Concludo con altre parole di Umbo, che sto citando non a caso, perché le vocazioni sacerdotali erano una delle cose che lo rendeva, anzi che lo rende più felice; ci ha sempre tenuto tantissimo alle vocazioni, a pregare per le vocazioni. Ha offerto tanto nella sua malattia per le vocazioni e mi sembra che oggi sia un momento bello per avere vicino anche lui.
“E qui non posso non aprire una parentesi (stava parlando alle famiglie e ai giovani sull’importanza di condividere la vita con il sacerdote). Non so quanto vi ritroviate con me nella consapevolezza della decisività della sua presenza come amico e ancor prima come sacerdote. Il sacerdote porta Dio nella nostra vita, nelle nostre famiglie, nelle nostre comunità, e per noi è manna dal cielo perché da soli ci perdiamo, ci sediamo, la nostra vita spirituale nel contesto odierno scivola inesorabilmente ai minimi termini e scompare.

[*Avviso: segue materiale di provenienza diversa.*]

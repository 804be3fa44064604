//! Seam to the execution engine.
//!
//! The engine iterates positions, triggers detectors and writes data. This
//! crate only submits a flat argument list (see [`crate::scan::syntax`] for
//! the grammar), attaches plot settings and waits for the run to end.

use anyhow::Result;
use async_trait::async_trait;
use serde::{Deserialize, Serialize};
use std::path::PathBuf;
use std::sync::atomic::{AtomicBool, Ordering};
use std::sync::Arc;

use crate::hardware::capabilities::{same_axis, Axis};
use crate::scan::args::{ArgumentGroup, ScanArg};

/// How a run ended when it did not fail.
#[derive(Debug, Clone, Copy, PartialEq, Eq, Serialize, Deserialize)]
pub enum RunOutcome {
    /// Every point was visited
    Completed,
    /// The user stopped the run; collected data is kept
    Halted,
}

impl std::fmt::Display for RunOutcome {
    fn fmt(&self, f: &mut std::fmt::Formatter<'_>) -> std::fmt::Result {
        match self {
            RunOutcome::Completed => write!(f, "Completed"),
            RunOutcome::Halted => write!(f, "Halted"),
        }
    }
}

/// Which field to plot against which.
#[derive(Debug, Clone, Default, PartialEq, Eq, Serialize, Deserialize)]
pub struct PlotSettings {
    /// Field on the x axis
    pub x: Option<String>,
    /// Fields shown on the y axis
    pub y: Vec<String>,
}

impl PlotSettings {
    /// Derive plot settings from the first and last group.
    ///
    /// x is the first group's first input field (its name when it has none);
    /// y shows the last group's extra fields, or its input fields when it is
    /// a different axis with no extras.
    pub fn from_groups(groups: &[ArgumentGroup]) -> Self {
        let (Some(first), Some(last)) = (groups.first(), groups.last()) else {
            return Self::default();
        };

        let x = first
            .axis
            .input_names()
            .into_iter()
            .next()
            .unwrap_or_else(|| first.axis.name().to_string());

        let extras = last.axis.extra_names();
        let y = if !extras.is_empty() {
            extras
        } else if !same_axis(&first.axis, &last.axis) {
            last.axis.input_names()
        } else {
            Vec::new()
        };

        Self { x: Some(x), y }
    }
}

/// Where the engine wrote a run's data.
pub trait DataWriter: Send + Sync {
    /// Scan number assigned by the writer
    fn scan_number(&self) -> u64;

    /// File holding the run's data, if any
    fn current_file(&self) -> Option<PathBuf>;
}

/// Cooperative user-halt flag shared between caller and engine.
#[derive(Debug, Clone, Default)]
pub struct HaltSignal(Arc<AtomicBool>);

impl HaltSignal {
    /// Create an unset signal
    pub fn new() -> Self {
        Self::default()
    }

    /// Ask the running scan to stop after the current point
    pub fn request(&self) {
        self.0.store(true, Ordering::SeqCst);
    }

    /// Whether a halt has been requested
    pub fn is_requested(&self) -> bool {
        self.0.load(Ordering::SeqCst)
    }

    /// Clear the flag before a new run
    pub fn reset(&self) {
        self.0.store(false, Ordering::SeqCst);
    }
}

/// A normalized scan handed to the engine.
#[derive(Debug, Clone)]
pub struct ScanRequest {
    /// Command line as typed, for the data file header
    pub command: String,
    /// Flat absolute arguments
    pub args: Vec<ScanArg>,
    /// Count time per point, if the command gave one
    pub count_time: Option<f64>,
    /// Halt flag the engine must poll between points
    pub halt: HaltSignal,
}

/// Capability: an execution engine.
#[async_trait]
pub trait ScanEngine: Send + Sync {
    /// Build a runnable scan from a request. Validation errors surface here.
    async fn submit(&self, request: ScanRequest) -> Result<Box<dyn ScanHandle>>;
}

/// A submitted scan.
///
/// # Contract
/// - `run` returns `Ok(RunOutcome::Halted)` for a user halt and `Err` for
///   anything else that ends the run early
/// - accessors stay valid after `run` returns
#[async_trait]
pub trait ScanHandle: Send + Sync {
    /// Attach plot settings before running
    fn set_plot_settings(&mut self, settings: PlotSettings);

    /// Plot settings attached to the run
    fn plot_settings(&self) -> Option<PlotSettings>;

    /// Run to completion, halt or failure
    async fn run(&mut self) -> Result<RunOutcome>;

    /// Writer holding the run's data
    fn data_writer(&self) -> Option<Arc<dyn DataWriter>>;

    /// Every axis taking part in the run
    fn all_scannables(&self) -> Vec<Arc<dyn Axis>>;

    /// Names of the detectors read at each point
    fn detectors(&self) -> Vec<String>;
}
//! Point-by-point execution of commands containing a nested scan.
//!
//! The execution engine cannot iterate an axis whose read is itself a whole
//! scan. Such commands are run here instead: the outer axis is stepped by
//! hand, every group is read at each point into a [`ScanTable`], and the
//! table is then replayed through the engine by a [`ReplayAxis`] so data
//! files and plots are produced exactly as for a direct scan.

use anyhow::{anyhow, Result};
use async_trait::async_trait;
use std::sync::atomic::{AtomicUsize, Ordering};
use std::sync::Arc;
use std::time::Duration;
use tracing::{debug, info, instrument, warn};

use crate::error::{ScanError, ScanResult};
use crate::hardware::capabilities::{is_nested_scan, Axis};
use crate::scan::args::{ArgumentGroup, ScanArg};
use crate::scan::engine::{
    DataWriter, HaltSignal, PlotSettings, RunOutcome, ScanEngine, ScanHandle, ScanRequest,
};
use crate::scan::position::Position;
use crate::scan::resolver::{MovePrimitive, DEFAULT_POLL_INTERVAL};

/// Default name of the axis replaying collected rows
pub const DEFAULT_REPLAY_AXIS_NAME: &str = "scan_of_scan";

/// Floating-point slack when counting outer steps
const STEP_TOLERANCE: f64 = 1e-9;

/// Most outer points a single command may visit
pub const MAX_OUTER_POINTS: usize = 1_000_000;

/// Outer positions `start, start + step, ...` covering `start..stop`.
///
/// The count of steps is `ceil((stop - start) / step)`; `start` is always the
/// first point, so `(0, 3, 1)` gives `[0, 1, 2, 3]`.
///
/// # Errors
///
/// A usage error for non-finite bounds or more than [`MAX_OUTER_POINTS`]
/// points.
pub fn outer_positions(start: f64, stop: f64, step: f64) -> ScanResult<Vec<f64>> {
    if ![start, stop, step].iter().all(|v| v.is_finite()) {
        return Err(ScanError::usage(format!(
            "outer range {start} {stop} {step} must be finite"
        )));
    }
    let steps = ((stop - start) / step - STEP_TOLERANCE).ceil().max(0.0);
    if !steps.is_finite() || steps >= MAX_OUTER_POINTS as f64 {
        return Err(ScanError::usage(format!(
            "outer range {start} {stop} {step} exceeds {MAX_OUTER_POINTS} points"
        )));
    }
    let steps = steps as usize;
    Ok((0..=steps).map(|i| start + i as f64 * step).collect())
}

/// Append-only table of rows collected point by point.
#[derive(Debug, Clone, PartialEq)]
pub struct ScanTable {
    columns: Vec<String>,
    rows: Vec<Vec<f64>>,
}

impl ScanTable {
    /// Create an empty table
    pub fn new(columns: Vec<String>) -> Self {
        Self {
            columns,
            rows: Vec::new(),
        }
    }

    /// Append a row; it must have one value per column
    pub fn push_row(&mut self, row: Vec<f64>) -> ScanResult<()> {
        if row.len() != self.columns.len() {
            return Err(ScanError::ShapeMismatch {
                left: row.len(),
                right: self.columns.len(),
            });
        }
        self.rows.push(row);
        Ok(())
    }

    /// Column names
    pub fn columns(&self) -> &[String] {
        &self.columns
    }

    /// Collected rows
    pub fn rows(&self) -> &[Vec<f64>] {
        &self.rows
    }

    /// Number of rows
    pub fn len(&self) -> usize {
        self.rows.len()
    }

    /// True when no row was collected
    pub fn is_empty(&self) -> bool {
        self.rows.is_empty()
    }
}

/// Axis stepping through the rows of a [`ScanTable`].
///
/// Its single input field is the row index; the table columns are reported
/// as extra fields.
pub struct ReplayAxis {
    name: String,
    table: Arc<ScanTable>,
    current: AtomicUsize,
}

impl ReplayAxis {
    /// Create a replay axis positioned on the first row
    pub fn new(name: &str, table: Arc<ScanTable>) -> Self {
        Self {
            name: name.to_string(),
            table,
            current: AtomicUsize::new(0),
        }
    }

    /// The replayed table
    pub fn table(&self) -> &ScanTable {
        &self.table
    }
}

#[async_trait]
impl Axis for ReplayAxis {
    fn name(&self) -> &str {
        &self.name
    }

    fn input_names(&self) -> Vec<String> {
        vec!["point".to_string()]
    }

    fn extra_names(&self) -> Vec<String> {
        self.table.columns().to_vec()
    }

    async fn position(&self) -> Result<Position> {
        let index = self.current.load(Ordering::SeqCst);
        let row = self
            .table
            .rows()
            .get(index)
            .ok_or_else(|| anyhow!("{}: no row {}", self.name, index))?;
        let mut values = Vec::with_capacity(row.len() + 1);
        values.push(index as f64);
        values.extend(row.iter().copied());
        Ok(Position::from_fields(values))
    }

    async fn move_to(&self, target: Position) -> Result<()> {
        let value = target
            .as_scalar()
            .ok_or_else(|| anyhow!("{}: target must be a row index, got {}", self.name, target))?;
        let index = value.round();
        if index < 0.0 || index as usize >= self.table.len() {
            return Err(anyhow!(
                "{}: row {} out of range (table has {} rows)",
                self.name,
                value,
                self.table.len()
            ));
        }
        self.current.store(index as usize, Ordering::SeqCst);
        Ok(())
    }

    async fn is_busy(&self) -> Result<bool> {
        Ok(false)
    }

    async fn wait_while_busy(&self) -> Result<()> {
        Ok(())
    }
}

/// Handle of a point-by-point scan.
///
/// Running it replays the collected rows through the engine. Scannables are
/// the axes of the original command, not the replay axis.
pub struct SecondaryScanHandle {
    replay: Option<Box<dyn ScanHandle>>,
    loop_outcome: RunOutcome,
    scannables: Vec<Arc<dyn Axis>>,
    table: Arc<ScanTable>,
    plot_settings: Option<PlotSettings>,
}

impl SecondaryScanHandle {
    /// Rows collected by the outer loop
    pub fn table(&self) -> &ScanTable {
        &self.table
    }
}

#[async_trait]
impl ScanHandle for SecondaryScanHandle {
    fn set_plot_settings(&mut self, settings: PlotSettings) {
        if let Some(replay) = self.replay.as_mut() {
            replay.set_plot_settings(settings.clone());
        }
        self.plot_settings = Some(settings);
    }

    fn plot_settings(&self) -> Option<PlotSettings> {
        self.plot_settings.clone()
    }

    async fn run(&mut self) -> Result<RunOutcome> {
        let replayed = match self.replay.as_mut() {
            Some(replay) => replay.run().await?,
            None => RunOutcome::Completed,
        };
        if self.loop_outcome == RunOutcome::Halted {
            return Ok(RunOutcome::Halted);
        }
        Ok(replayed)
    }

    fn data_writer(&self) -> Option<Arc<dyn DataWriter>> {
        self.replay.as_ref().and_then(|replay| replay.data_writer())
    }

    fn all_scannables(&self) -> Vec<Arc<dyn Axis>> {
        self.scannables.clone()
    }

    fn detectors(&self) -> Vec<String> {
        self.replay
            .as_ref()
            .map(|replay| replay.detectors())
            .unwrap_or_default()
    }
}

/// Runs a command containing nested-scan axes point by point.
pub struct SecondaryScan {
    engine: Arc<dyn ScanEngine>,
    mover: Arc<dyn MovePrimitive>,
    halt: HaltSignal,
    poll_interval: Duration,
    replay_axis_name: String,
}

impl SecondaryScan {
    /// Create a point-by-point runner
    pub fn new(engine: Arc<dyn ScanEngine>, mover: Arc<dyn MovePrimitive>, halt: HaltSignal) -> Self {
        Self {
            engine,
            mover,
            halt,
            poll_interval: DEFAULT_POLL_INTERVAL,
            replay_axis_name: DEFAULT_REPLAY_AXIS_NAME.to_string(),
        }
    }

    /// Busy-poll interval while waiting for the outer axis
    pub fn with_poll_interval(mut self, poll_interval: Duration) -> Self {
        self.poll_interval = poll_interval;
        self
    }

    /// Name of the replay axis
    pub fn with_replay_axis_name(mut self, name: &str) -> Self {
        self.replay_axis_name = name.to_string();
        self
    }

    /// Step the outer axis, collect one row per point and submit the replay.
    ///
    /// A user halt ends the loop early; rows collected so far are kept and
    /// replayed, and the returned handle reports [`RunOutcome::Halted`].
    #[instrument(skip_all, fields(command = %command))]
    pub async fn execute(
        &self,
        command: &str,
        groups: &[ArgumentGroup],
        count_time: Option<f64>,
    ) -> ScanResult<Box<dyn ScanHandle>> {
        let plan = OuterLoop::from_groups(groups)?;
        let positions = outer_positions(plan.start, plan.stop, plan.step)?;
        info!(points = positions.len(), "Running nested scan point by point");

        let mut table = ScanTable::new(columns(groups));
        let mut loop_outcome = RunOutcome::Completed;
        for (index, position) in positions.iter().enumerate() {
            if self.halt.is_requested() {
                info!(collected = table.len(), "Point-by-point scan halted by user");
                loop_outcome = RunOutcome::Halted;
                break;
            }
            debug!(index, position, "Outer point");

            let outer = &groups[0].axis;
            outer
                .move_to(Position::Scalar(*position))
                .await
                .map_err(|e| ScanError::device(outer.name(), e))?;
            if !self.wait_for(outer).await? {
                info!(collected = table.len(), "Point-by-point scan halted while moving");
                loop_outcome = RunOutcome::Halted;
                break;
            }

            if !plan.fixed.is_empty() {
                self.mover.move_together(&plan.fixed).await?;
            }

            let mut row = Vec::with_capacity(table.columns().len());
            for group in groups {
                let reading = group
                    .axis
                    .position()
                    .await
                    .map_err(|e| ScanError::device(group.axis.name(), e))?;
                row.extend(reading.values());
            }
            table.push_row(row)?;
        }

        let table = Arc::new(table);
        let scannables = groups.iter().map(|group| group.axis.clone()).collect();
        if table.is_empty() {
            warn!("No points collected; nothing to replay");
            return Ok(Box::new(SecondaryScanHandle {
                replay: None,
                loop_outcome,
                scannables,
                table,
                plot_settings: None,
            }));
        }

        // The collected rows are written even when the loop was halted.
        self.halt.reset();
        let replay_axis: Arc<dyn Axis> =
            Arc::new(ReplayAxis::new(&self.replay_axis_name, table.clone()));
        let last = (table.len() - 1) as f64;
        let request = ScanRequest {
            command: command.to_string(),
            args: vec![
                ScanArg::Axis(replay_axis),
                ScanArg::Number(0.0),
                ScanArg::Number(last),
                ScanArg::Number(1.0),
            ],
            count_time,
            halt: self.halt.clone(),
        };
        let replay = self
            .engine
            .submit(request)
            .await
            .map_err(ScanError::ExecutionFailed)?;

        Ok(Box::new(SecondaryScanHandle {
            replay: Some(replay),
            loop_outcome,
            scannables,
            table,
            plot_settings: None,
        }))
    }

    /// Poll until `axis` settles. Returns `false` if a halt arrives first.
    async fn wait_for(&self, axis: &Arc<dyn Axis>) -> ScanResult<bool> {
        loop {
            let busy = axis
                .is_busy()
                .await
                .map_err(|e| ScanError::device(axis.name(), e))?;
            if !busy {
                return Ok(true);
            }
            if self.halt.is_requested() {
                return Ok(false);
            }
            tokio::time::sleep(self.poll_interval).await;
        }
    }
}

/// The validated shape of a point-by-point command.
struct OuterLoop {
    start: f64,
    stop: f64,
    step: f64,
    fixed: Vec<(Arc<dyn Axis>, Position)>,
}

impl OuterLoop {
    fn from_groups(groups: &[ArgumentGroup]) -> ScanResult<Self> {
        for group in groups {
            if let Some(nested) = group.axis.nested_scan() {
                if nested
                    .inner_axes()
                    .iter()
                    .any(|inner| is_nested_scan(inner.as_ref()))
                {
                    return Err(ScanError::usage(format!(
                        "{} nests another scan-of-scan, which is not supported",
                        group.axis.name()
                    )));
                }
                if !group.is_read_only() {
                    return Err(ScanError::usage(format!(
                        "{} is a nested scan and can only be read",
                        group.axis.name()
                    )));
                }
            }
        }

        let Some(outer) = groups.first() else {
            return Err(ScanError::usage("no arguments given"));
        };
        if is_nested_scan(outer.axis.as_ref()) {
            return Err(ScanError::usage(format!(
                "{} is a nested scan and cannot be the outer axis",
                outer.axis.name()
            )));
        }
        let numbers: Vec<f64> = outer.params.iter().filter_map(ScanArg::as_number).collect();
        let &[start, stop, step] = numbers.as_slice() else {
            return Err(ScanError::usage(format!(
                "outer axis {} needs scalar start stop step",
                outer.axis.name()
            )));
        };
        if outer.params.len() != 3 || step == 0.0 {
            return Err(ScanError::usage(format!(
                "outer axis {} needs scalar start stop step with a non-zero step",
                outer.axis.name()
            )));
        }

        let mut fixed = Vec::new();
        for group in &groups[1..] {
            match group.params.as_slice() {
                [] => {}
                [position] => fixed.push((group.axis.clone(), position.to_position()?)),
                _ => {
                    return Err(ScanError::usage(format!(
                        "{} must be read only or held at one position in a scan of scans",
                        group.axis.name()
                    )))
                }
            }
        }

        Ok(Self {
            start,
            stop,
            step,
            fixed,
        })
    }
}

fn columns(groups: &[ArgumentGroup]) -> Vec<String> {
    groups
        .iter()
        .flat_map(|group| {
            let mut names = group.axis.input_names();
            names.extend(group.axis.extra_names());
            if names.is_empty() {
                names.push(group.axis.name().to_string());
            }
            names
        })
        .collect()
}
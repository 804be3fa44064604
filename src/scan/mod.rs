//! SPEC-style scan commands.
//!
//! A command such as `dscan x -5 5 10 det` travels through these modules:
//!
//! - `position`: scalar/vector positions and their arithmetic
//! - `args`: scan arguments and their grouping per axis
//! - `syntax`: one grammar per command (ascan, dscan, mesh, cscan, ...)
//! - `resolver`: position sampling, relative resolution and return-to-start
//! - `engine`: the seam to the execution engine
//! - `listener`: observers and run metadata
//! - `orchestrator`: `ScanCommand`, the entry point
//! - `secondary`: point-by-point execution of scans of scans
//! - `simulated`: an in-process execution engine

pub mod args;
pub mod engine;
pub mod listener;
pub mod orchestrator;
pub mod position;
pub mod resolver;
pub mod secondary;
pub mod simulated;
pub mod syntax;

pub use args::{command_line, flatten, parse, ArgumentGroup, ScanArg};
pub use engine::{
    DataWriter, HaltSignal, PlotSettings, RunOutcome, ScanEngine, ScanHandle, ScanRequest,
};
pub use listener::{DataLocationListener, ListenerOutput, RunMetadata, RunMetadataSink, ScanListener};
pub use orchestrator::{ScanCommand, ScanReport, ScanState};
pub use position::Position;
pub use resolver::{ConcurrentMove, InitialPositions, MovePrimitive, PositionResolver};
pub use secondary::{
    outer_positions, ReplayAxis, ScanTable, SecondaryScan, SecondaryScanHandle, MAX_OUTER_POINTS,
};
pub use simulated::{MemoryDataWriter, SimulatedEngine};
pub use syntax::{
    AbsoluteScan, CenteredScan, GenericScan, MeshScan, NormalizedScan, RelativeScan, ScanSyntax,
    SyntaxRegistry,
};
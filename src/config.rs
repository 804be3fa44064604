//! Configuration for scan commands, loaded with Figment.
//!
//! Configuration is read from:
//! 1. `config/daq_scan.toml` (or a given path); a missing file is not an error
//! 2. Environment variables prefixed with `DAQ_SCAN_`, sections separated by
//!    a double underscore
//!
//! Every field has a default, so an empty configuration is valid.
//!
//! # Example
//! ```no_run
//! use daq_scan::config::ScanConfig;
//!
//! // DAQ_SCAN_MOTION__POLL_INTERVAL_MS=10 overrides [motion] poll_interval_ms
//! let config = ScanConfig::load()?;
//! config.validate()?;
//! println!("Polling every {:?}", config.motion.poll_interval());
//! # Ok::<(), Box<dyn std::error::Error>>(())
//! ```

use figment::{
    providers::{Env, Format, Serialized, Toml},
    Figment,
};
use serde::{Deserialize, Serialize};
use std::path::Path;
use std::time::Duration;
use tracing::warn;

/// Default configuration file
pub const DEFAULT_CONFIG_PATH: &str = "config/daq_scan.toml";

/// Environment variable prefix
pub const ENV_PREFIX: &str = "DAQ_SCAN_";

/// Top-level configuration
#[derive(Debug, Clone, Default, PartialEq, Serialize, Deserialize)]
#[serde(default)]
pub struct ScanConfig {
    /// Log output
    pub logging: LogSettings,
    /// Barrier-wait timing
    pub motion: MotionConfig,
    /// Point-by-point execution of nested scans
    pub secondary: SecondaryConfig,
}

/// `[logging]` section
#[derive(Debug, Clone, PartialEq, Serialize, Deserialize)]
#[serde(default)]
pub struct LogSettings {
    /// Logging level (trace, debug, info, warn, error)
    pub level: String,
    /// Output format (pretty, compact, json)
    pub format: String,
}

impl Default for LogSettings {
    fn default() -> Self {
        Self {
            level: "info".to_string(),
            format: "pretty".to_string(),
        }
    }
}

/// `[motion]` section
#[derive(Debug, Clone, PartialEq, Serialize, Deserialize)]
#[serde(default)]
pub struct MotionConfig {
    /// Interval between `is_busy` polls in milliseconds
    pub poll_interval_ms: u64,
}

impl Default for MotionConfig {
    fn default() -> Self {
        Self {
            poll_interval_ms: default_poll_interval_ms(),
        }
    }
}

impl MotionConfig {
    /// Poll interval as a duration
    pub fn poll_interval(&self) -> Duration {
        Duration::from_millis(self.poll_interval_ms)
    }
}

/// `[secondary]` section
#[derive(Debug, Clone, PartialEq, Serialize, Deserialize)]
#[serde(default)]
pub struct SecondaryConfig {
    /// Name of the axis replaying collected rows through the engine
    pub replay_axis_name: String,
}

impl Default for SecondaryConfig {
    fn default() -> Self {
        Self {
            replay_axis_name: crate::scan::secondary::DEFAULT_REPLAY_AXIS_NAME.to_string(),
        }
    }
}

fn default_poll_interval_ms() -> u64 {
    50
}

const VALID_LEVELS: [&str; 5] = ["trace", "debug", "info", "warn", "error"];
const VALID_FORMATS: [&str; 3] = ["pretty", "compact", "json"];

impl ScanConfig {
    /// Load configuration from `config/daq_scan.toml` and environment variables
    pub fn load() -> Result<Self, figment::Error> {
        Self::load_from(DEFAULT_CONFIG_PATH)
    }

    /// Load configuration from a specific file path
    pub fn load_from<P: AsRef<Path>>(path: P) -> Result<Self, figment::Error> {
        Self::figment(path.as_ref()).extract()
    }

    /// Load and validate, falling back to defaults on any problem.
    pub fn load_or_default<P: AsRef<Path>>(path: P) -> Self {
        let path = path.as_ref();
        match Self::load_from(path) {
            Ok(config) => match config.validate() {
                Ok(()) => config,
                Err(e) => {
                    warn!(path = %path.display(), error = %e, "Invalid configuration, using defaults");
                    Self::default()
                }
            },
            Err(e) => {
                warn!(path = %path.display(), error = %e, "Failed to load configuration, using defaults");
                Self::default()
            }
        }
    }

    /// Render the configuration as TOML, e.g. to seed a configuration file
    pub fn to_toml_string(&self) -> Result<String, toml::ser::Error> {
        toml::to_string_pretty(self)
    }

    fn figment(path: &Path) -> Figment {
        Figment::from(Serialized::defaults(ScanConfig::default()))
            .merge(Toml::file(path))
            .merge(Env::prefixed(ENV_PREFIX).split("__"))
    }

    /// Validate configuration after loading
    pub fn validate(&self) -> Result<(), String> {
        let level = self.logging.level.to_lowercase();
        if !VALID_LEVELS.contains(&level.as_str()) {
            return Err(format!(
                "Invalid log level '{}'. Must be one of: {}",
                self.logging.level,
                VALID_LEVELS.join(", ")
            ));
        }

        let format = self.logging.format.to_lowercase();
        if !VALID_FORMATS.contains(&format.as_str()) {
            return Err(format!(
                "Invalid log format '{}'. Must be one of: {}",
                self.logging.format,
                VALID_FORMATS.join(", ")
            ));
        }

        if self.motion.poll_interval_ms == 0 {
            return Err("Invalid poll_interval_ms 0. Must be greater than zero".to_string());
        }

        if self.secondary.replay_axis_name.trim().is_empty() {
            return Err("replay_axis_name must not be empty".to_string());
        }

        Ok(())
    }
}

E così si spegne il motore di tutto e non gira più niente. Il sacerdote è carburante per la nostra vita spirituale perché ci aiuta ad alzare lo sguardo verso l’alto, perché per noi è segno e presenza viva di Dio. Ormai sono un pappagallo: non mi stancherò mai di dire ai ragazzi di stare vicino ad un prete, di tenerselo stretto, di fare una buona direzione spirituale. Che strumento prezioso. Il livello della nostra vita spirituale e quindi di tutto il nostro agire quanto dipende dalla direzione spirituale! Che dono e responsabilità grande. Investiamoci preghiera, cuore e tempo, perché se si lavora bene su quello poi gira tutto”.